**Provided records:**
▼

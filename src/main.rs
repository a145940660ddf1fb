// Copyright (c) 2025 Soumyadip Sarkar.
// All rights reserved.
//
// This source code is licensed under the license found in the
// LICENSE file in the root directory of this source tree.

use anyhow::Result;

use moneyrail::{cli, commands, db, logging};

fn main() -> Result<()> {
    logging::init_tracing();
    let cli = cli::build_cli();
    let matches = cli.get_matches();

    let mut conn = db::open_or_init()?;

    match matches.subcommand() {
        Some(("init", _)) => {
            println!("Database initialized at {}", db::db_path()?.display());
        }
        Some(("account", sub)) => commands::accounts::handle(&mut conn, sub)?,
        Some(("move", sub)) => commands::movements::handle(&mut conn, sub)?,
        Some(("ledger", sub)) => commands::ledger::handle(&conn, sub)?,
        Some(("import", sub)) => commands::importer::handle(&mut conn, sub)?,
        Some(("config", sub)) => commands::settings::handle(&conn, sub)?,
        Some(("doctor", _)) => commands::doctor::handle(&conn)?,
        _ => {
            cli::build_cli().print_help()?;
            println!();
        }
    }
    Ok(())
}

▲

**Assignment:** Looking at the entries above, how many lines contain "logging"? State the number and nothing more.

**Problem solution:** 2